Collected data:
========================
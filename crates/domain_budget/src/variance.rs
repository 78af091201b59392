//! Budget-vs-actual variance
//!
//! Compares budget line items against actual spend per category and
//! classifies each row. Variance percentages are computed on rounded
//! amounts and have no meaning when nothing was budgeted, hence the
//! explicit division-by-zero escape.

use rust_decimal::Decimal;
use rust_decimal_macros::dec;
use serde::{Deserialize, Serialize};
use std::fmt;

use core_kernel::Money;

use crate::budget::BudgetLineItem;

/// Three-way variance classification
#[derive(Debug, Clone, Copy, PartialEq, Eq, Serialize, Deserialize)]
#[serde(rename_all = "snake_case")]
pub enum VarianceStatus {
    OnTrack,
    Monitor,
    OverBudget,
}

impl VarianceStatus {
    pub fn as_str(&self) -> &'static str {
        match self {
            VarianceStatus::OnTrack => "on_track",
            VarianceStatus::Monitor => "monitor",
            VarianceStatus::OverBudget => "over_budget",
        }
    }
}

impl fmt::Display for VarianceStatus {
    fn fmt(&self, f: &mut fmt::Formatter<'_>) -> fmt::Result {
        write!(f, "{}", self.as_str())
    }
}

/// Actual spend for one category, as fetched by the orchestrator
#[derive(Debug, Clone, Serialize, Deserialize)]
pub struct CategoryActual {
    pub category_code: String,
    pub actual: Money,
}

/// One category's budget-vs-actual comparison
#[derive(Debug, Clone, Serialize, Deserialize)]
pub struct BudgetVsActualRow {
    pub category_code: String,
    pub category_name: String,
    pub budgeted: Money,
    pub actual: Money,
    /// `actual - budgeted`
    pub variance: Money,
    /// `variance / budgeted * 100`; None when nothing was budgeted
    pub variance_pct: Option<Decimal>,
    pub status: VarianceStatus,
}

/// Compares budget lines against actuals, one row per budget line
///
/// Categories with no recorded actual are treated as zero spend. Rows
/// come out sorted by category code ascending.
pub fn budget_vs_actual(
    lines: &[BudgetLineItem],
    actuals: &[CategoryActual],
) -> Vec<BudgetVsActualRow> {
    let mut rows: Vec<BudgetVsActualRow> = lines
        .iter()
        .map(|line| {
            let budgeted = line.budgeted_amount;
            let actual = actuals
                .iter()
                .find(|a| a.category_code == line.category_code)
                .map(|a| a.actual)
                .unwrap_or_else(|| Money::zero(budgeted.currency()));

            let variance = actual - budgeted;
            let variance_pct = if budgeted.amount().is_zero() {
                None
            } else {
                Some(
                    (variance.amount() / budgeted.amount() * dec!(100)).round_dp(2),
                )
            };
            let status = classify(budgeted, actual, variance_pct);

            BudgetVsActualRow {
                category_code: line.category_code.clone(),
                category_name: line.category_name.clone(),
                budgeted,
                actual,
                variance,
                variance_pct,
                status,
            }
        })
        .collect();

    rows.sort_by(|a, b| a.category_code.cmp(&b.category_code));
    rows
}

fn classify(budgeted: Money, actual: Money, variance_pct: Option<Decimal>) -> VarianceStatus {
    match variance_pct {
        Some(pct) if pct > dec!(10) => VarianceStatus::OverBudget,
        Some(pct) if pct > Decimal::ZERO => VarianceStatus::Monitor,
        Some(_) => VarianceStatus::OnTrack,
        // Nothing budgeted: any spend at all is over budget.
        None if budgeted.amount().is_zero() && actual.is_positive() => VarianceStatus::OverBudget,
        None => VarianceStatus::OnTrack,
    }
}

#[cfg(test)]
mod tests {
    use super::*;
    use core_kernel::{BudgetId, Currency};

    fn aud(amount: rust_decimal::Decimal) -> Money {
        Money::new(amount, Currency::AUD)
    }

    fn line(code: &str, budgeted: rust_decimal::Decimal) -> BudgetLineItem {
        BudgetLineItem::new(BudgetId::new(), code, format!("Category {code}"), aud(budgeted), None)
    }

    fn actual(code: &str, amount: rust_decimal::Decimal) -> CategoryActual {
        CategoryActual {
            category_code: code.to_string(),
            actual: aud(amount),
        }
    }

    fn single_row(
        budgeted: rust_decimal::Decimal,
        spent: rust_decimal::Decimal,
    ) -> BudgetVsActualRow {
        budget_vs_actual(&[line("6100", budgeted)], &[actual("6100", spent)])
            .pop()
            .unwrap()
    }

    #[test]
    fn test_monitor_at_five_percent_over() {
        let row = single_row(dec!(1000), dec!(1050));
        assert_eq!(row.variance, aud(dec!(50)));
        assert_eq!(row.variance_pct, Some(dec!(5)));
        assert_eq!(row.status, VarianceStatus::Monitor);
    }

    #[test]
    fn test_over_budget_at_twenty_percent() {
        let row = single_row(dec!(1000), dec!(1200));
        assert_eq!(row.variance_pct, Some(dec!(20)));
        assert_eq!(row.status, VarianceStatus::OverBudget);
    }

    #[test]
    fn test_on_track_when_under_budget() {
        let row = single_row(dec!(1000), dec!(900));
        assert_eq!(row.variance_pct, Some(dec!(-10)));
        assert_eq!(row.status, VarianceStatus::OnTrack);
    }

    #[test]
    fn test_zero_budget_with_spend_is_over_budget_without_pct() {
        let row = single_row(dec!(0), dec!(50));
        assert_eq!(row.variance, aud(dec!(50)));
        assert_eq!(row.variance_pct, None);
        assert_eq!(row.status, VarianceStatus::OverBudget);
    }

    #[test]
    fn test_zero_budget_zero_spend_is_on_track() {
        let row = single_row(dec!(0), dec!(0));
        assert_eq!(row.variance_pct, None);
        assert_eq!(row.status, VarianceStatus::OnTrack);
    }

    #[test]
    fn test_boundary_exactly_ten_percent_is_monitor() {
        let row = single_row(dec!(1000), dec!(1100));
        assert_eq!(row.variance_pct, Some(dec!(10)));
        assert_eq!(row.status, VarianceStatus::Monitor);
    }

    #[test]
    fn test_exactly_on_budget_is_on_track() {
        let row = single_row(dec!(1000), dec!(1000));
        assert_eq!(row.variance_pct, Some(dec!(0)));
        assert_eq!(row.status, VarianceStatus::OnTrack);
    }

    #[test]
    fn test_missing_actual_treated_as_zero() {
        let rows = budget_vs_actual(&[line("6100", dec!(500))], &[]);
        assert_eq!(rows[0].actual, aud(dec!(0)));
        assert_eq!(rows[0].variance, aud(dec!(-500)));
        assert_eq!(rows[0].status, VarianceStatus::OnTrack);
    }

    #[test]
    fn test_rows_sorted_by_category_code() {
        let rows = budget_vs_actual(
            &[line("6400", dec!(10)), line("6100", dec!(10)), line("6200", dec!(10))],
            &[],
        );
        let codes: Vec<&str> = rows.iter().map(|r| r.category_code.as_str()).collect();
        assert_eq!(codes, vec!["6100", "6200", "6400"]);
    }
}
========================
Work to be completed: From the records above, pull every line that carries the word "Compares".

Answer box:
//! Compares budget line items against actual spend per category and
/// Compares budget lines against actuals, one row per budget line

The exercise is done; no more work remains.